少し歩いて見学用の車のあるところまで来ました。後部にそれぞれが持っていた重さ5キロの酸素マスク缶を収納して走り始めます。道は下り坂で250m下の最低部まで続いている。途中で何度か降りて説明を受けるのですが、一見、丈夫そうにも見える坑道が不自然に下から盛り上がっていたり、ひび割れが続いてるところに出くわします。「山が動いてるのです」という説明が。ここには130以上もの空洞が作られていて、その上から重量がかかってくるわけですからいろいろな形でひずみが出続けているわけです。これだけでもここが危険なところで、ここに放射性物質などおいていてはいけないことがよくわかります。

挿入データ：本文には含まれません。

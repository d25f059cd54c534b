//! Roster server binary.
//!
//! Reads `config.toml` (or the path given with `--config`) plus `ROSTER_*`
//! environment overrides, opens the SQLite store and the media directory,
//! and serves the application over HTTP.
//!
//! # Password hash generation
//!
//! To generate the argon2 PHC string for `auth_password_hash`:
//!
//! ```sh
//! cargo run -p roster-server --bin server -- --hash-password
//! ```

use std::{
  path::{Path, PathBuf},
  sync::Arc,
};

use anyhow::Context as _;
use argon2::{Argon2, PasswordHasher, password_hash::SaltString};
use clap::Parser;
use rand_core::OsRng;
use roster_core::registry::Registry;
use roster_image::QrRenderer;
use roster_server::{AppState, ServerConfig, auth::AuthConfig, media::FsBlobStore};
use roster_store_sqlite::SqliteStore;
use tokio::net::TcpListener;
use tracing::level_filters::LevelFilter;
use tracing_subscriber::EnvFilter;

#[derive(Parser)]
#[command(author, version, about = "Roster student records server")]
struct Cli {
  /// Path to the TOML configuration file.
  #[arg(short, long, default_value = "config.toml")]
  config: PathBuf,

  /// Print the argon2 hash for a password read from stdin and exit.
  #[arg(long)]
  hash_password: bool,
}

#[tokio::main]
async fn main() -> anyhow::Result<()> {
  let filter = EnvFilter::builder()
    .with_default_directive(LevelFilter::INFO.into())
    .from_env_lossy();
  tracing_subscriber::fmt().with_env_filter(filter).init();

  let cli = Cli::parse();
  if cli.hash_password {
    println!("{}", hash_password(&read_password()?)?);
    return Ok(());
  }

  let cfg = load_config(cli.config)?;
  serve(cfg).await
}

/// File first, then `ROSTER_*` overrides; `~` is expanded in both paths.
fn load_config(file: PathBuf) -> anyhow::Result<ServerConfig> {
  let mut cfg: ServerConfig = config::Config::builder()
    .add_source(config::File::from(file).required(false))
    .add_source(config::Environment::with_prefix("ROSTER"))
    .build()
    .context("failed to read configuration")?
    .try_deserialize()
    .context("invalid configuration")?;

  cfg.store_path = expand_tilde(&cfg.store_path);
  cfg.media_dir = expand_tilde(&cfg.media_dir);
  Ok(cfg)
}

async fn serve(cfg: ServerConfig) -> anyhow::Result<()> {
  let store = SqliteStore::open(&cfg.store_path)
    .await
    .with_context(|| format!("cannot open store {:?}", cfg.store_path))?;
  tokio::fs::create_dir_all(&cfg.media_dir)
    .await
    .with_context(|| format!("cannot create media dir {:?}", cfg.media_dir))?;

  let registry = Registry::new(store, FsBlobStore::new(&cfg.media_dir), QrRenderer);
  let auth = AuthConfig {
    username:      cfg.auth_username.clone(),
    password_hash: cfg.auth_password_hash.clone(),
  };
  let address = format!("{}:{}", cfg.host, cfg.port);
  let state = AppState {
    registry: Arc::new(registry),
    config:   Arc::new(cfg),
    auth:     Arc::new(auth),
  };

  let listener = TcpListener::bind(&address)
    .await
    .with_context(|| format!("cannot bind {address}"))?;
  tracing::info!(%address, media_dir = ?state.config.media_dir, "roster listening");

  axum::serve(listener, roster_server::router(state))
    .await
    .context("server error")
}

fn hash_password(password: &str) -> anyhow::Result<String> {
  let salt = SaltString::generate(&mut OsRng);
  let hash = Argon2::default()
    .hash_password(password.as_bytes(), &salt)
    .map_err(|e| anyhow::anyhow!("argon2: {e}"))?;
  Ok(hash.to_string())
}

fn read_password() -> anyhow::Result<String> {
  use std::io::{self, BufRead, Write};
  eprint!("Password: ");
  io::stderr().flush().ok();
  let mut line = String::new();
  io::stdin().lock().read_line(&mut line)?;
  Ok(line.trim_end_matches(['\n', '\r']).to_owned())
}

fn expand_tilde(path: &Path) -> PathBuf {
  match (path.strip_prefix("~"), std::env::var_os("HOME")) {
    (Ok(rest), Some(home)) => PathBuf::from(home).join(rest),
    _ => path.to_path_buf(),
  }
}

あるひび割れのところにはセンサーがつけられていました。ヒビの進行具合をモニタリングしているのだそうです。それでも鉱山の全体像はなかなか把握できないのですが、今後は岩盤に小さな地震動を与え、跳ね返ってくる音波で様子をうかがう3Dセンサーの投入でより詳しく状態を把握しようとしているそうです。
このほか、坑内には大きなコンクリート製作機などもおいてあります。空洞をそのままにしておくと危険なのでコンクリートを流し込んで埋めているのです。その際、現場では塩分を含んだ水を使って作るので特殊なコンクリートが使われているとのことでした。
では他の岩塩を採掘した跡の鉱山もそうした難しい作業をしているのかというと、そうではなくて単純に採掘後は水を入れて埋めてしまっているのだそうです。しかしここには放射性廃棄物が入れられてしまい、さらにその部屋への水の浸入が問題になっているわけですから、水で埋める手法が使えない。だから巨大な機器をわざわざ狭いエレベーターで分解して地中深くまで降ろして組み立て、コンクリートを作って流し込まなければならないわけです。そのコンクリートも特殊なもので流れ具合は良いそうなのですが、作ってすぐに使わないと固まってしまうそうで、できるだけ現場近くまでもっていって使わないといけない。とにかくやっかいな仕事です。
これに象徴されるように、とにかくここは旧西ドイツ政府の愚かさがぎゅうぎゅう詰めになっているような場です。いやそれは私たち人類全体の愚かさです。「どうしてこんなところに入れてしまったのか」とため息が出るばかりですが、しかし嘆いているばかりではいられない。掘り出すしか道はないのですからそこにまっすぐに解決に向かって行くしか無い。しかし難行でなかなか進まない。
ある意味ではここの問題は、日本の私たちからすると私たちが歩まなければならない道の一歩前にある問題だとも言えます。作り出してしまった核のゴミは処理をせざるをえず、処分場も作らざるを得ません。その際、アッセは「こんな処理だけはしてはいけない」ということを教えています。同時に、放射性廃棄物の処理がいかにやっかいで困難であるのかも示しています。そのことを熟慮せず、安易に処理が出来ると考えてしまったことがいかに愚かなことであったのかを示しているのです。その点で僕は原子力の推進を今もなお唱える人々は、必ずここを訪れ、放射性廃棄物の処理をどう進めるのかのきちんとした意見を述べるべきだとも思いました。この道が開かれるまで、使用済み核燃料はいわずもがな、「低レベル放射性廃棄物」であろうともはやこれ以上、ただの1つも作り出すべきではないのです。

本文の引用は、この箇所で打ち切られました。